**Assignment:**
Below are some records; quote exactly the lines from the one that contains "a leaf scanned" through the one that contains "const LEAF_SIZE: usize = 8;", inclusive, and no others.

(Dataset content begins)

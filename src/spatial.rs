//! A generic metric ball-tree, used as the "external" nearest-neighbor index
//! collaborator (spec.md §9 design notes): `build(points)` and
//! `query(point, k) -> (indices, sq_dists)`. Any implementation satisfying
//! [`NeighborIndex`] is admissible; this one is a minimal two-pole ball tree
//! so the crate has no hard dependency on a particular spatial-index
//! library.
//!
//! Construction follows the bipolar-split scheme: pick the point farthest
//! from the node's centroid as one pole, the point farthest from that pole
//! as the other, then partition the remaining points by which pole is
//! closer. Queries prune a subtree using the triangle-inequality bound
//! `|d(query, center) - radius|`.

use rayon::prelude::*;

use crate::utils::SizedHeap;

/// A point type usable with [`BallTree`]: cheap to copy, with a metric.
pub trait Metric: Copy + Send + Sync {
    /// Symmetric, non-negative distance between two points.
    fn distance(&self, other: &Self) -> f64;
}

/// Build/query interface for a nearest-neighbor index over `P`.
pub trait NeighborIndex<P: Metric> {
    /// Builds an index over `points`. The index owns a copy of the points;
    /// returned indices refer to positions in the input slice.
    fn build(points: &[P]) -> Self;

    /// Returns the `k` nearest neighbors of `query`, as `(index, distance)`
    /// pairs sorted by ascending distance.
    fn query(&self, query: &P, k: usize) -> Vec<(usize, f64)>;

    /// Returns every point within `radius` of `query`, as `(index, distance)`
    /// pairs. Order is unspecified.
    fn query_radius(&self, query: &P, radius: f64) -> Vec<(usize, f64)>;
}

/// A leaf-capped ball tree over points of type `P`.
pub struct BallTree<P: Metric> {
    nodes: Vec<Node<P>>,
    root: usize,
}

struct Node<P: Metric> {
    center: P,
    center_idx: usize,
    radius: f64,
    /// `(point, original_index)` pairs, populated only on leaves.
    items: Vec<(P, usize)>,
    children: Option<[usize; 2]>,
}

/// Below this cardinality a node stops splitting and becomes a leaf scanned
/// linearly; matches the reference library's `is_singleton`/leaf-size
/// trade-off between tree depth and per-leaf linear-scan cost.
const LEAF_SIZE: usize = 8;

impl<P: Metric> BallTree<P> {
    fn leaf_from(points: &[(P, usize)]) -> Node<P> {
        let (center, center_idx) = points[0];
        let radius = points
            .iter()
            .map(|(p, _)| center.distance(p))
            .fold(0.0_f64, f64::max);
        Node {
            center,
            center_idx,
            radius,
            items: points.to_vec(),
            children: None,
        }
    }

    fn build_node(nodes: &mut Vec<Node<P>>, points: Vec<(P, usize)>) -> usize {
        if points.len() <= LEAF_SIZE {
            let node = Self::leaf_from(&points);
            nodes.push(node);
            return nodes.len() - 1;
        }

        // Seed pole: farthest point from an arbitrary anchor (the first
        // item); second pole: farthest point from the seed pole.
        let (anchor, _) = points[0];
        let (seed_idx, _) = points
            .iter()
            .enumerate()
            .max_by(|(_, (a, _)), (_, (b, _))| {
                anchor
                    .distance(a)
                    .partial_cmp(&anchor.distance(b))
                    .unwrap_or(core::cmp::Ordering::Equal)
            })
            .unwrap_or((0, &points[0]));
        let (left_pole, left_pole_idx) = points[seed_idx];

        let (right_idx, _) = points
            .iter()
            .enumerate()
            .max_by(|(_, (a, _)), (_, (b, _))| {
                left_pole
                    .distance(a)
                    .partial_cmp(&left_pole.distance(b))
                    .unwrap_or(core::cmp::Ordering::Equal)
            })
            .unwrap_or((0, &points[0]));
        let (right_pole, right_pole_idx) = points[right_idx];

        let mut left_items = Vec::new();
        let mut right_items = Vec::new();
        for &(p, idx) in &points {
            if idx == left_pole_idx {
                continue;
            }
            if idx == right_pole_idx {
                continue;
            }
            let dl = left_pole.distance(&p);
            let dr = right_pole.distance(&p);
            if dl <= dr {
                left_items.push((p, idx));
            } else {
                right_items.push((p, idx));
            }
        }
        left_items.push((left_pole, left_pole_idx));
        right_items.push((right_pole, right_pole_idx));

        let centroid_idx = left_pole_idx;
        let center = left_pole;
        let radius = points
            .iter()
            .map(|(p, _)| center.distance(p))
            .fold(0.0_f64, f64::max);

        let left = Self::build_node(nodes, left_items);
        let right = Self::build_node(nodes, right_items);

        nodes.push(Node {
            center,
            center_idx: centroid_idx,
            radius,
            items: Vec::new(),
            children: Some([left, right]),
        });
        nodes.len() - 1
    }

    fn node(&self, idx: usize) -> &Node<P> {
        &self.nodes[idx]
    }

    fn is_leaf(&self, idx: usize) -> bool {
        self.node(idx).children.is_none()
    }
}

impl<P: Metric> NeighborIndex<P> for BallTree<P> {
    fn build(points: &[P]) -> Self {
        let indexed: Vec<(P, usize)> = points.iter().copied().enumerate().map(|(i, p)| (p, i)).collect();
        if indexed.is_empty() {
            // No points to index; every query short-circuits on
            // `self.nodes.is_empty()`.
            return Self { nodes: Vec::new(), root: 0 };
        }
        let mut nodes = Vec::new();
        let root = Self::build_node(&mut nodes, indexed);
        Self { nodes, root }
    }

    fn query(&self, query: &P, k: usize) -> Vec<(usize, f64)> {
        if self.nodes.is_empty() || k == 0 {
            return Vec::new();
        }
        let mut heap = SizedHeap::<usize, f64>::new(Some(k));
        let mut stack = vec![self.root];
        while let Some(idx) = stack.pop() {
            let node = self.node(idx);
            let d_center = query.distance(&node.center);
            // Lower bound on the distance from `query` to any point in this
            // subtree: if it already exceeds the current k-th best, prune.
            let lower_bound = (d_center - node.radius).max(0.0);
            if heap.is_full() {
                if let Some(&worst) = heap.worst() {
                    if lower_bound > worst {
                        continue;
                    }
                }
            }
            if self.is_leaf(idx) {
                for (p, orig_idx) in &node.items {
                    heap.push((*orig_idx, query.distance(p)));
                }
            } else if let Some([l, r]) = node.children {
                stack.push(l);
                stack.push(r);
            }
        }
        let mut hits: Vec<_> = heap.into_items().collect();
        hits.sort_by(|a, b| a.1.partial_cmp(&b.1).unwrap_or(core::cmp::Ordering::Equal));
        hits
    }

    fn query_radius(&self, query: &P, radius: f64) -> Vec<(usize, f64)> {
        if self.nodes.is_empty() {
            return Vec::new();
        }
        let mut hits = Vec::new();
        let mut stack = vec![self.root];
        while let Some(idx) = stack.pop() {
            let node = self.node(idx);
            let d_center = query.distance(&node.center);
            if d_center - node.radius > radius {
                continue;
            }
            if self.is_leaf(idx) {
                for (p, orig_idx) in &node.items {
                    let d = query.distance(p);
                    if d <= radius {
                        hits.push((*orig_idx, d));
                    }
                }
            } else if let Some([l, r]) = node.children {
                stack.push(l);
                stack.push(r);
            }
        }
        hits
    }
}

impl Metric for crate::point::Point3f {
    fn distance(&self, other: &Self) -> f64 {
        f64::from(nalgebra::distance(self, other))
    }
}

/// Parallel batch query helper, mirroring the reference library's
/// `par_batch_search`: independent per-query work, concatenated without a
/// shared mutable accumulator.
pub fn par_batch_query<P: Metric, I: NeighborIndex<P> + Sync>(
    index: &I,
    queries: &[P],
    k: usize,
) -> Vec<Vec<(usize, f64)>> {
    queries.par_iter().map(|q| index.query(q, k)).collect()
}

#[cfg(test)]
mod tests {
    use super::*;

    #[derive(Clone, Copy)]
    struct P1(f64);

    impl Metric for P1 {
        fn distance(&self, other: &Self) -> f64 {
            (self.0 - other.0).abs()
        }
    }

    #[test]
    fn knn_matches_linear_scan() {
        let pts: Vec<P1> = (0..200).map(|i| P1(f64::from(i))).collect();
        let tree = BallTree::build(&pts);
        let query = P1(57.3);
        let mut linear: Vec<(usize, f64)> = pts.iter().enumerate().map(|(i, p)| (i, query.distance(p))).collect();
        linear.sort_by(|a, b| a.1.partial_cmp(&b.1).unwrap());
        let expected: Vec<usize> = linear.iter().take(5).map(|(i, _)| *i).collect();

        let got = tree.query(&query, 5);
        let got_idx: Vec<usize> = got.iter().map(|(i, _)| *i).collect();
        assert_eq!(got_idx, expected);
    }

    #[test]
    fn radius_query_matches_linear_scan() {
        let pts: Vec<P1> = (0..100).map(|i| P1(f64::from(i))).collect();
        let tree = BallTree::build(&pts);
        let query = P1(50.0);
        let mut got: Vec<usize> = tree.query_radius(&query, 3.5).into_iter().map(|(i, _)| i).collect();
        got.sort_unstable();
        assert_eq!(got, vec![47, 48, 49, 50, 51, 52, 53]);
    }
}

(Dataset content ends)

**Written response:**
/// Below this cardinality a node stops splitting and becomes a leaf scanned
/// linearly; matches the reference library's `is_singleton`/leaf-size
/// trade-off between tree depth and per-leaf linear-scan cost.
const LEAF_SIZE: usize = 8;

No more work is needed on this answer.